§ **EXERCISE**:
Which lines of the records contain the word "request"? Show each of them.

Start of INPUT RECORDS

//! Registration, login and the session guard.

use bazaar_client::ClientError;
use bazaar_integration_tests::{ADMIN_USERNAME, BUYER_PASSWORD, TestContext};
use bazaar_storefront::db::UserRepository;
use reqwest::StatusCode;
use serde_json::{Value, json};

#[tokio::test]
async fn test_register_then_me() {
    let ctx = TestContext::spawn().await;
    let http = ctx.http();

    let resp = http
        .post(ctx.url("/api/register"))
        .json(&json!({"username": "alice", "password": BUYER_PASSWORD}))
        .send()
        .await
        .expect("request");
    assert_eq!(resp.status(), StatusCode::CREATED);

    let me: Value = http
        .get(ctx.url("/api/me"))
        .send()
        .await
        .expect("request")
        .json()
        .await
        .expect("json");
    assert_eq!(me["username"], "alice");
    assert_eq!(me["isAdmin"], false);
    assert!(me.get("password").is_none());
}

#[tokio::test]
async fn test_duplicate_username_rejected() {
    let ctx = TestContext::spawn().await;
    ctx.buyer("alice").await;
    let before = UserRepository::new(&ctx.db).count().await.expect("count");

    let err = ctx
        .anonymous()
        .register("alice", "another-password")
        .await
        .expect_err("duplicate must fail");
    match err {
        ClientError::Validation { field, message } => {
            assert_eq!(field.as_deref(), Some("username"));
            assert_eq!(message, "Username already exists");
        }
        other => panic!("expected validation error, got {other:?}"),
    }

    let after = UserRepository::new(&ctx.db).count().await.expect("count");
    assert_eq!(before, after);
}

#[tokio::test]
async fn test_short_password_rejected() {
    let ctx = TestContext::spawn().await;
    let err = ctx
        .anonymous()
        .register("bob", "12345")
        .await
        .expect_err("short password");
    assert!(matches!(
        err,
        ClientError::Validation { field: Some(ref f), .. } if f == "password"
    ));
}

#[tokio::test]
async fn test_login_with_wrong_password() {
    let ctx = TestContext::spawn().await;
    let err = ctx
        .anonymous()
        .login(ADMIN_USERNAME, "not-the-password")
        .await
        .expect_err("bad password");
    assert!(err.is_unauthorized());
}

#[tokio::test]
async fn test_login_as_unknown_user() {
    let ctx = TestContext::spawn().await;
    let err = ctx
        .anonymous()
        .login("ghost", BUYER_PASSWORD)
        .await
        .expect_err("unknown user");
    assert!(err.is_unauthorized());
}

#[tokio::test]
async fn test_me_requires_session() {
    let ctx = TestContext::spawn().await;

    let resp = ctx.http().get(ctx.url("/api/me")).send().await.expect("request");
    assert_eq!(resp.status(), StatusCode::UNAUTHORIZED);
    let body: Value = resp.json().await.expect("json");
    assert_eq!(body["message"], "Unauthorized");
}

#[tokio::test]
async fn test_login_sets_session() {
    let ctx = TestContext::spawn().await;
    let admin = ctx.admin_client().await;

    let me = admin.me().await.expect("me");
    assert_eq!(me.username.as_str(), ADMIN_USERNAME);
    assert!(me.is_admin);
}

#[tokio::test]
async fn test_logout_ends_session() {
    let ctx = TestContext::spawn().await;
    let (alice, _) = ctx.buyer("alice").await;
    alice.me().await.expect("logged in");

    let ack = alice.logout().await.expect("logout");
    assert_eq!(ack.message, "Logged out");
    assert!(alice.me().await.expect_err("logged out").is_unauthorized());
}

#[tokio::test]
async fn test_logout_without_session_succeeds() {
    let ctx = TestContext::spawn().await;
    ctx.anonymous().logout().await.expect("logout is idempotent");
}

#[tokio::test]
async fn test_session_cookie_is_http_only() {
    let ctx = TestContext::spawn().await;
    let resp = ctx
        .http()
        .post(ctx.url("/api/register"))
        .json(&json!({"username": "carol", "password": BUYER_PASSWORD}))
        .send()
        .await
        .expect("request");

    let cookie = resp
        .headers()
        .get(reqwest::header::SET_COOKIE)
        .and_then(|v| v.to_str().ok())
        .expect("session cookie");
    assert!(cookie.starts_with("bazaar_session="));
    assert!(cookie.contains("HttpOnly"));
}
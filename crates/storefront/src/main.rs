//! Bazaar Storefront - JSON API for the catalog, accounts and buyer chat.
//!
//! # Architecture
//!
//! - Axum web framework serving `/api/*` JSON endpoints
//! - tower-sessions for cookie sessions (`PostgreSQL` or in-memory store)
//! - `PostgreSQL` via sqlx, or the memory backend for demos (`memory://`)
//! - Sentry and tracing for error capture and structured logs
//!
//! On startup the admin account and demo catalog are seeded if configured.

#![cfg_attr(not(test), forbid(unsafe_code))]

use bazaar_storefront::config::{LogFormat, StorefrontConfig};
use bazaar_storefront::db::Database;
use bazaar_storefront::services::seed;
use bazaar_storefront::{AppState, build_app};
use sentry::integrations::tracing as sentry_tracing;
use tracing_subscriber::{Layer, layer::SubscriberExt, util::SubscriberInitExt};

/// Initialize Sentry error tracking and return guard that must be kept alive.
fn init_sentry(config: &StorefrontConfig) -> Option<sentry::ClientInitGuard> {
    let dsn = config.sentry_dsn.as_ref()?;

    let guard = sentry::init((
        dsn.as_str(),
        sentry::ClientOptions {
            release: sentry::release_name!(),
            environment: config
                .sentry_environment
                .clone()
                .map(std::borrow::Cow::Owned),
            sample_rate: config.sentry_sample_rate,
            traces_sample_rate: config.sentry_traces_sample_rate,
            attach_stacktrace: true,
            ..Default::default()
        },
    ));

    tracing::info!("Sentry initialized");
    Some(guard)
}

/// Filter tracing events to Sentry event types.
fn sentry_event_filter(metadata: &tracing::Metadata<'_>) -> sentry_tracing::EventFilter {
    match *metadata.level() {
        tracing::Level::ERROR | tracing::Level::WARN => sentry_tracing::EventFilter::Event,
        tracing::Level::INFO | tracing::Level::DEBUG => sentry_tracing::EventFilter::Breadcrumb,
        _ => sentry_tracing::EventFilter::Ignore,
    }
}

/// Initialize tracing with `EnvFilter`, the chosen output format and Sentry.
fn init_tracing(format: LogFormat) {
    // Defaults to info level for our crate if RUST_LOG is not set
    let env_filter = tracing_subscriber::EnvFilter::try_from_default_env()
        .unwrap_or_else(|_| "bazaar_storefront=info,tower_http=debug".into());

    let fmt_layer = match format {
        LogFormat::Pretty => tracing_subscriber::fmt::layer().boxed(),
        LogFormat::Json => tracing_subscriber::fmt::layer()
            .json()
            .with_current_span(true)
            .boxed(),
    };

    tracing_subscriber::registry()
        .with(env_filter)
        .with(fmt_layer)
        .with(sentry_tracing::layer().event_filter(sentry_event_filter))
        .init();
}

#[tokio::main]
async fn main() {
    // Load configuration from environment (needed for Sentry init)
    let config = StorefrontConfig::from_env().expect("Failed to load configuration");

    // Initialize Sentry (must be done before tracing subscriber)
    let _sentry_guard = init_sentry(&config);
    init_tracing(config.log_format);

    let db = Database::connect(&config.database_url)
        .await
        .expect("Failed to connect to database");
    if config.uses_memory_database() {
        tracing::warn!("Using in-memory storage; all data is lost on exit");
    } else {
        tracing::info!("Database pool created");
    }

    // NOTE: Migrations are NOT run automatically on startup.
    // Run them explicitly via: cargo run -p bazaar-cli -- migrate

    match seed::run(&db, config.admin.as_ref(), config.seed_catalog).await {
        Ok(report) => tracing::info!(
            products_created = report.products_created,
            "Startup seeding finished"
        ),
        Err(e) => tracing::error!(error = %e, "Startup seeding failed"),
    }

    let addr = config.socket_addr();
    let app = build_app(AppState::new(config, db));

    let listener = tokio::net::TcpListener::bind(addr)
        .await
        .expect("Failed to bind to address");
    tracing::info!("storefront listening on {}", addr);

    axum::serve(listener, app)
        .with_graceful_shutdown(shutdown_signal())
        .await
        .expect("Server error");
}

/// Wait for shutdown signal (Ctrl+C or SIGTERM).
async fn shutdown_signal() {
    let ctrl_c = async {
        tokio::signal::ctrl_c()
            .await
            .expect("Failed to install Ctrl+C handler");
    };

    #[cfg(unix)]
    let terminate = async {
        tokio::signal::unix::signal(tokio::signal::unix::SignalKind::terminate())
            .expect("Failed to install signal handler")
            .recv()
            .await;
    };

    #[cfg(not(unix))]
    let terminate = std::future::pending::<()>();

    tokio::select! {
        () = ctrl_c => {},
        () = terminate => {},
    }

    tracing::info!("Shutdown signal received, starting graceful shutdown");
}
//! Stored user accounts.

use chrono::{DateTime, Utc};

use bazaar_core::User;

/// A user row together with its credential.
///
/// Only the auth service reads `password_hash`; everything else works with the
/// public [`User`]. `Debug` is implemented manually to redact the hash.
#[derive(Clone)]
pub struct UserRecord {
    pub user: User,
    /// Argon2id PHC string.
    pub password_hash: String,
    pub created_at: DateTime<Utc>,
}

impl std::fmt::Debug for UserRecord {
    fn fmt(&self, f: &mut std::fmt::Formatter<'_>) -> std::fmt::Result {
        f.debug_struct("UserRecord")
            .field("user", &self.user)
            .field("password_hash", &"[REDACTED]")
            .field("created_at", &self.created_at)
            .finish()
    }
}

End of INPUT RECORDS

§ **FINISHED EXERCISE**:
        .expect("request");
        .expect("request")
    let resp = ctx.http().get(ctx.url("/api/me")).send().await.expect("request");
        .expect("request");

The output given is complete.